תורה נביאים וכתובים – Urtext des Bestsellers Nr. 1
Mit über 5 Milliarden Exemplaren ist die Bibel, grösstenteils in Übersetzungen, das mit Abstand meistverkaufte Buch der Welt. Die hebräische Bibel ist die Sammlung heiliger Texte des Judentums und hat auch über Jahrhunderte einen bedeutenden, bis heute wirksamen Einfluss auf die europäische Kultur ausgeübt. Die Familie Soncino in Norditalien begründete den hebräischen Buchdruck und gab wichtige jüdische Bücher heraus. Gerschom ben Mose Soncino druckte 1494 in Brescia die hebräische Bibel in einer verbesserten Auflage und in einem handlichen Format, bestimmt für jüdische und christliche Leser.

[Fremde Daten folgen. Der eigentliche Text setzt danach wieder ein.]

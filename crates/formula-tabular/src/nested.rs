use crate::rows::TableRow;
use std::collections::HashMap;

/// Runs a parent-level stage (filter, sort) while keeping nested rows with their parents.
///
/// Top-level rows are handed to `process`; each nested row is then re-inserted right after
/// the processed parent with the same index. Children whose parent was dropped are dropped
/// too. Without nested rows, `process` sees the input unchanged.
pub fn process_nested_rows<F>(rows: &[TableRow], process: F) -> Vec<TableRow>
where
    F: FnOnce(&[TableRow]) -> Vec<TableRow>,
{
    if !rows.iter().any(TableRow::is_nested) {
        return process(rows);
    }

    let mut parents = Vec::with_capacity(rows.len());
    let mut children: HashMap<usize, TableRow> = HashMap::new();
    for row in rows {
        if row.is_nested() {
            children.insert(row.index(), row.clone());
        } else {
            parents.push(row.clone());
        }
    }

    let processed = process(&parents);
    let mut out = Vec::with_capacity(processed.len() + children.len());
    for parent in processed {
        let child = children.remove(&parent.index());
        out.push(parent);
        if let Some(child) = child {
            out.push(child);
        }
    }
    out
}

#[cfg(test)]
mod tests {
    use super::*;
    use crate::filter::{filter_rows, ValueFilter};
    use crate::frame::{DataFrame, Field};
    use crate::rows::{materialize, NESTED_FRAMES_KEY};
    use crate::sort::{sort_rows, SortColumn};
    use std::sync::Arc;

    use pretty_assertions::assert_eq;

    fn frame() -> DataFrame {
        let child = |v: f64| Arc::new(DataFrame::new(vec![Field::number("v", [v])]).unwrap());
        DataFrame::new(vec![
            Field::string("name", ["b", "c", "a"]),
            Field::nested(
                NESTED_FRAMES_KEY,
                [vec![child(1.0)], vec![], vec![child(3.0)]],
            ),
        ])
        .unwrap()
    }

    fn shape(rows: &[TableRow]) -> Vec<(usize, usize)> {
        rows.iter().map(|r| (r.depth(), r.index())).collect()
    }

    #[test]
    fn sorting_parents_keeps_children_attached() {
        let frame = frame();
        let rows = materialize(&frame);
        let sorted = process_nested_rows(&rows, |parents| {
            sort_rows(parents, &frame.fields, &[SortColumn::ascending("name")], None)
        });
        assert_eq!(shape(&sorted), vec![(0, 2), (1, 2), (0, 0), (1, 0), (0, 1)]);
    }

    #[test]
    fn filtered_out_parents_drop_their_children() {
        let frame = frame();
        let rows = materialize(&frame);
        let filter = ValueFilter::new().with_values("name", ["c", "a"]);
        let filtered = process_nested_rows(&rows, |parents| filter_rows(parents, &filter));
        assert_eq!(shape(&filtered), vec![(0, 1), (0, 2), (1, 2)]);
    }

    #[test]
    fn flat_rows_pass_straight_through() {
        let frame = DataFrame::new(vec![Field::number("v", [2.0, 1.0])]).unwrap();
        let rows = materialize(&frame);
        let out = process_nested_rows(&rows, |r| r.iter().rev().cloned().collect());
        assert_eq!(shape(&out), vec![(0, 1), (0, 0)]);
    }
}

Die Kirche in der Antike hatte die heiligen Schriften der Juden übernommen, doch erst in der Renaissance erwachte unter den Christen ein neues Interesse am biblischen Urtext. Die Bibelausgabe von Soncino hat zum Beispiel Martin Luther für seine deutsche Bibelübersetzung benutzt, und auch in Zürich wurde sie gelesen. Nachdem Konrad Pellikan (1478-1556) früh Hebräisch gelernt hatte, schenkte ihm sein Onkel im Jahr 1500 ein schönes Exemplar dieser Bibelausgabe. Pellikan wurde 1526 Professor für Griechisch, Hebräisch und Altes Testament in Zürich und richtete später die reformierte Stiftsbibliothek am Grossmünster ein, wohin diese Bibel nach seinem Tod gelangte.
Unser Bild zeigt den Beginn der Genesis mit einer Titelminiatur (im Zentrum der hebräische Textbeginn «Am Anfang=בראשית») und einer Halbbordüre. Diese und weitere Buchmalereien in frühen hebräischen Drucken werden derzeit für einen Beitrag in der Encyclopedia of Jewish Book Cultures Online näher untersucht.